Considering the sad brevity of his life, his biography is surprisingly lengthy. I’m talking about Thomas Chatterton (1752-70) who was the archetypal ‘tragic poet’, a supremely talented wordsmith who took his own life aged just 17. Born in Bristol, to a father who was a ‘sub-chanter’ (assistant cantor) at the cathedral and master of a charity school, young Thomas would not know his dad (another Thomas), who died in the August preceding his birth. It wasn’t exactly an auspicious start. It did not augur well, you might say.

Thomas’ mum, Sarah, was then a poor schoolmistress and needlewoman, trying to bring up her son and his elder sister as best she could. Home was literally ‘beneath the shadow of St Mary Redcliffe’ where it is mooted Chatterton’s antecedents had been either sextons or masons, their connection to that noble edifice dating back to Elizabeth I’s reign. The church provided Thomas with inspiration, both with its Gothic architecture and its memorials to Bristol worthies.

We can still see where Thomas and his sister grew up and experience what ‘beneath the shadow’ meant.
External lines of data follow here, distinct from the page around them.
//! Entity kinds and their table metadata. Every statement the generic
//! repository builds takes identifiers from here, never from the request.

use crate::error::AppError;
use std::str::FromStr;

/// Primary key type for parsing ids that arrive as text.
#[derive(Clone, Copy, Debug, PartialEq, Eq)]
pub enum PkType {
    Uuid,
    Int,
    Text,
}

#[derive(Clone, Copy, Debug, PartialEq, Eq)]
pub enum Operation {
    Create,
    Read,
    Update,
    Delete,
}

#[derive(Clone, Copy, Debug)]
pub struct ColumnDef {
    pub name: &'static str,
    /// PostgreSQL type used to cast bound parameters (e.g. `$1::int4`).
    pub pg_type: &'static str,
    /// Whether the column has a DB default (serial, gen_random_uuid()).
    pub has_default: bool,
}

const fn col(name: &'static str, pg_type: &'static str) -> ColumnDef {
    ColumnDef {
        name,
        pg_type,
        has_default: false,
    }
}

const fn generated(name: &'static str, pg_type: &'static str) -> ColumnDef {
    ColumnDef {
        name,
        pg_type,
        has_default: true,
    }
}

#[derive(Debug)]
pub struct EntityDef {
    pub table_name: &'static str,
    pub pk: &'static str,
    pub pk_type: PkType,
    pub columns: &'static [ColumnDef],
    pub operations: &'static [Operation],
}

impl EntityDef {
    pub fn column(&self, name: &str) -> Option<&ColumnDef> {
        self.columns.iter().find(|c| c.name == name)
    }

    /// Look up a column named by a caller; unknown names are rejected.
    pub fn require_column(&self, name: &str) -> Result<&ColumnDef, AppError> {
        self.column(name).ok_or_else(|| {
            AppError::BadRequest(format!("unknown column '{}' for {}", name, self.table_name))
        })
    }

    pub fn allows(&self, op: Operation) -> bool {
        self.operations.contains(&op)
    }

    /// True when the store generates the primary key on insert.
    pub fn generated_pk(&self) -> bool {
        self.column(self.pk).map(|c| c.has_default).unwrap_or(false)
    }
}

use Operation::{Create, Delete, Read, Update};

static ORGANIZATION: EntityDef = EntityDef {
    table_name: "organization",
    pk: "organizationid",
    pk_type: PkType::Uuid,
    columns: &[
        generated("organizationid", "uuid"),
        col("name", "text"),
        col("address", "text"),
        col("city", "text"),
        col("state", "text"),
        col("postcode", "text"),
        col("isactive", "bool"),
    ],
    operations: &[Create, Read],
};

static EVENT: EntityDef = EntityDef {
    table_name: "event",
    pk: "eventid",
    pk_type: PkType::Int,
    columns: &[
        generated("eventid", "int4"),
        col("organizationid", "uuid"),
        col("name", "text"),
        col("location", "text"),
        col("capacity", "int4"),
        col("startson", "timestamptz"),
        col("endson", "timestamptz"),
    ],
    operations: &[Create, Read],
};

static PAYMENT_PROVIDER: EntityDef = EntityDef {
    table_name: "payment_provider",
    pk: "paymentproviderid",
    pk_type: PkType::Uuid,
    columns: &[generated("paymentproviderid", "uuid"), col("name", "text")],
    operations: &[Create, Read],
};

static PRODUCT: EntityDef = EntityDef {
    table_name: "product",
    pk: "productid",
    pk_type: PkType::Text,
    columns: &[
        col("productid", "text"),
        col("paymentproviderid", "uuid"),
        col("description", "text"),
    ],
    operations: &[Create, Read],
};

static PRICING: EntityDef = EntityDef {
    table_name: "pricing",
    pk: "pricingid",
    pk_type: PkType::Text,
    columns: &[
        col("pricingid", "text"),
        col("productid", "text"),
        col("price", "numeric"),
    ],
    operations: &[Create, Read],
};

static PACKAGE_CATEGORY: EntityDef = EntityDef {
    table_name: "package_category",
    pk: "packagecategoryid",
    pk_type: PkType::Int,
    columns: &[generated("packagecategoryid", "int4"), col("name", "text")],
    operations: &[Create, Read],
};

static PACKAGE: EntityDef = EntityDef {
    table_name: "package",
    pk: "packageid",
    pk_type: PkType::Int,
    columns: &[
        generated("packageid", "int4"),
        col("eventid", "int4"),
        col("productid", "text"),
        col("packagecategoryid", "int4"),
        col("name", "text"),
        col("description", "text"),
    ],
    operations: &[Create, Read],
};

static CATEGORY_OPTION: EntityDef = EntityDef {
    table_name: "category_option",
    pk: "categoryoptionsid",
    pk_type: PkType::Int,
    columns: &[
        generated("categoryoptionsid", "int4"),
        col("packagecategoryid", "int4"),
        col("name", "text"),
    ],
    operations: &[Create, Read],
};

static OPTION_ITEM: EntityDef = EntityDef {
    table_name: "option_item",
    pk: "optionitemsid",
    pk_type: PkType::Int,
    columns: &[
        generated("optionitemsid", "int4"),
        col("categoryoptionsid", "int4"),
        col("name", "text"),
    ],
    operations: &[Create, Read],
};

static SHOPPING_ORDER: EntityDef = EntityDef {
    table_name: "shopping_order",
    pk: "shoppingorderid",
    pk_type: PkType::Int,
    columns: &[
        generated("shoppingorderid", "int4"),
        col("orderdate", "timestamptz"),
        col("sessionid", "text"),
    ],
    operations: &[Create, Read, Update, Delete],
};

static SHOPPING_CART: EntityDef = EntityDef {
    table_name: "shopping_cart",
    pk: "shoppingcartid",
    pk_type: PkType::Int,
    columns: &[
        generated("shoppingcartid", "int4"),
        col("shoppingorderid", "int4"),
        col("pricingid", "text"),
        col("qty", "int4"),
    ],
    // Deletes go through cart teardown so dependent rows go first.
    operations: &[Create, Read, Update],
};

static CART_PARTICIPANT: EntityDef = EntityDef {
    table_name: "cart_participant",
    pk: "cartparticipantid",
    pk_type: PkType::Int,
    columns: &[
        generated("cartparticipantid", "int4"),
        col("shoppingcartid", "int4"),
        col("name", "text"),
    ],
    operations: &[Create, Read, Update, Delete],
};

static CART_PARTICIPANT_OPTION: EntityDef = EntityDef {
    table_name: "cart_participant_option",
    pk: "cartparticipantoptionsid",
    pk_type: PkType::Int,
    columns: &[
        generated("cartparticipantoptionsid", "int4"),
        col("cartparticipantid", "int4"),
        col("optionitemsid", "int4"),
    ],
    operations: &[Create, Read, Update, Delete],
};

static CUSTOMER: EntityDef = EntityDef {
    table_name: "customer",
    pk: "customerid",
    pk_type: PkType::Int,
    columns: &[
        generated("customerid", "int4"),
        col("organizationid", "uuid"),
        col("name", "text"),
        col("email", "text"),
        col("phone", "text"),
    ],
    operations: &[Read],
};

static SALES_ORDER: EntityDef = EntityDef {
    table_name: "salesorder",
    pk: "salesorderid",
    pk_type: PkType::Int,
    columns: &[
        col("salesorderid", "int4"),
        col("orderdate", "timestamptz"),
        col("customerid", "int4"),
        col("paymentid", "text"),
        col("invoiceno", "text"),
    ],
    operations: &[Create, Read, Update],
};

static PURCHASE: EntityDef = EntityDef {
    table_name: "purchase",
    pk: "purchaseid",
    pk_type: PkType::Int,
    columns: &[
        col("purchaseid", "int4"),
        col("salesorderid", "int4"),
        col("qty", "int4"),
        col("productname", "text"),
        col("description", "text"),
        col("price", "numeric"),
    ],
    operations: &[Read],
};

static PARTICIPANT: EntityDef = EntityDef {
    table_name: "participant",
    pk: "participantid",
    pk_type: PkType::Int,
    columns: &[
        col("participantid", "int4"),
        col("purchaseid", "int4"),
        col("name", "text"),
    ],
    operations: &[Read],
};

static PARTICIPANT_OPTION: EntityDef = EntityDef {
    table_name: "participant_option",
    pk: "participantoptionsid",
    pk_type: PkType::Int,
    columns: &[
        col("participantoptionsid", "int4"),
        col("participantid", "int4"),
        col("optionitemsid", "int4"),
    ],
    operations: &[Read],
};

#[derive(Clone, Copy, Debug, PartialEq, Eq, Hash)]
pub enum EntityKind {
    Organization,
    Event,
    PaymentProvider,
    Product,
    Pricing,
    PackageCategory,
    Package,
    CategoryOption,
    OptionItem,
    ShoppingOrder,
    ShoppingCart,
    CartParticipant,
    CartParticipantOption,
    Customer,
    SalesOrder,
    Purchase,
    Participant,
    ParticipantOption,
}

impl EntityKind {
    pub const ALL: [EntityKind; 18] = [
        EntityKind::Organization,
        EntityKind::Event,
        EntityKind::PaymentProvider,
        EntityKind::Product,
        EntityKind::Pricing,
        EntityKind::PackageCategory,
        EntityKind::Package,
        EntityKind::CategoryOption,
        EntityKind::OptionItem,
        EntityKind::ShoppingOrder,
        EntityKind::ShoppingCart,
        EntityKind::CartParticipant,
        EntityKind::CartParticipantOption,
        EntityKind::Customer,
        EntityKind::SalesOrder,
        EntityKind::Purchase,
        EntityKind::Participant,
        EntityKind::ParticipantOption,
    ];

    pub fn def(self) -> &'static EntityDef {
        match self {
            EntityKind::Organization => &ORGANIZATION,
            EntityKind::Event => &EVENT,
            EntityKind::PaymentProvider => &PAYMENT_PROVIDER,
            EntityKind::Product => &PRODUCT,
            EntityKind::Pricing => &PRICING,
            EntityKind::PackageCategory => &PACKAGE_CATEGORY,
            EntityKind::Package => &PACKAGE,
            EntityKind::CategoryOption => &CATEGORY_OPTION,
            EntityKind::OptionItem => &OPTION_ITEM,
            EntityKind::ShoppingOrder => &SHOPPING_ORDER,
            EntityKind::ShoppingCart => &SHOPPING_CART,
            EntityKind::CartParticipant => &CART_PARTICIPANT,
            EntityKind::CartParticipantOption => &CART_PARTICIPANT_OPTION,
            EntityKind::Customer => &CUSTOMER,
            EntityKind::SalesOrder => &SALES_ORDER,
            EntityKind::Purchase => &PURCHASE,
            EntityKind::Participant => &PARTICIPANT,
            EntityKind::ParticipantOption => &PARTICIPANT_OPTION,
        }
    }

    pub fn table_name(self) -> &'static str {
        self.def().table_name
    }
}

impl FromStr for EntityKind {
    type Err = AppError;

    /// Table names, case-insensitive. Plural and legacy spellings used by
    /// existing callers are accepted as aliases.
    fn from_str(s: &str) -> Result<Self, Self::Err> {
        let kind = match s.trim().to_lowercase().as_str() {
            "organization" => EntityKind::Organization,
            "event" => EntityKind::Event,
            "payment_provider" => EntityKind::PaymentProvider,
            "product" => EntityKind::Product,
            "pricing" => EntityKind::Pricing,
            "package_category" => EntityKind::PackageCategory,
            "package" => EntityKind::Package,
            "category_option" | "category_options" => EntityKind::CategoryOption,
            "option_item" | "option_items" => EntityKind::OptionItem,
            "shopping_order" => EntityKind::ShoppingOrder,
            "shopping_cart" => EntityKind::ShoppingCart,
            "cart_participant" => EntityKind::CartParticipant,
            "cart_participant_option" => EntityKind::CartParticipantOption,
            "customer" => EntityKind::Customer,
            "salesorder" | "order" => EntityKind::SalesOrder,
            "purchase" => EntityKind::Purchase,
            "participant" => EntityKind::Participant,
            "participant_option" | "participant_options" => EntityKind::ParticipantOption,
            other => return Err(AppError::BadRequest(format!("unknown table: {}", other))),
        };
        Ok(kind)
    }
}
His former home is still there (a café today) with a plaque to the right of the doorway recording that the poet was born there in 1752 (in what was the schoolmaster’s house). The building is across the road from St Mary’s, separated from it by busy Redcliffe Way. Between the café and the road is a wall, which is all that remains of the school (c.1739), where Chatterton’s dad had been master. It looks incongruous today as what looks like the school’s front wall is illogically close to the house/café’s side wall. The school was actually demolished in 1939, however, to widen the then Pile Street into Redcliffe Way, with the school’s façade being rebuilt on the line of what would have been its back wall. Now, it all makes sense.

The young lad was deemed to have been ‘a dull, dreamy child’ until his seventh year, when he first displayed his prodigious talent by learning to read from a Bible. Once he’d achieved that, he consumed any book that came his way. He advanced further, courtesy of Colston’s bluecoat hospital (1760-65), during which time he wrote his first poem, before beginning a clerical apprenticeship with John Lambert, an attorney. Chatterton’s existence at Lambert’s has been described as ‘sordid’ (the mind boggles) but his duties appeared well within his compass, leaving him time to broaden his mind (history, heraldry, antiquities, music, and, of course, poetry), although he did get a beating apparently when his employer discovered he had been ‘wasting time’ writing poetry.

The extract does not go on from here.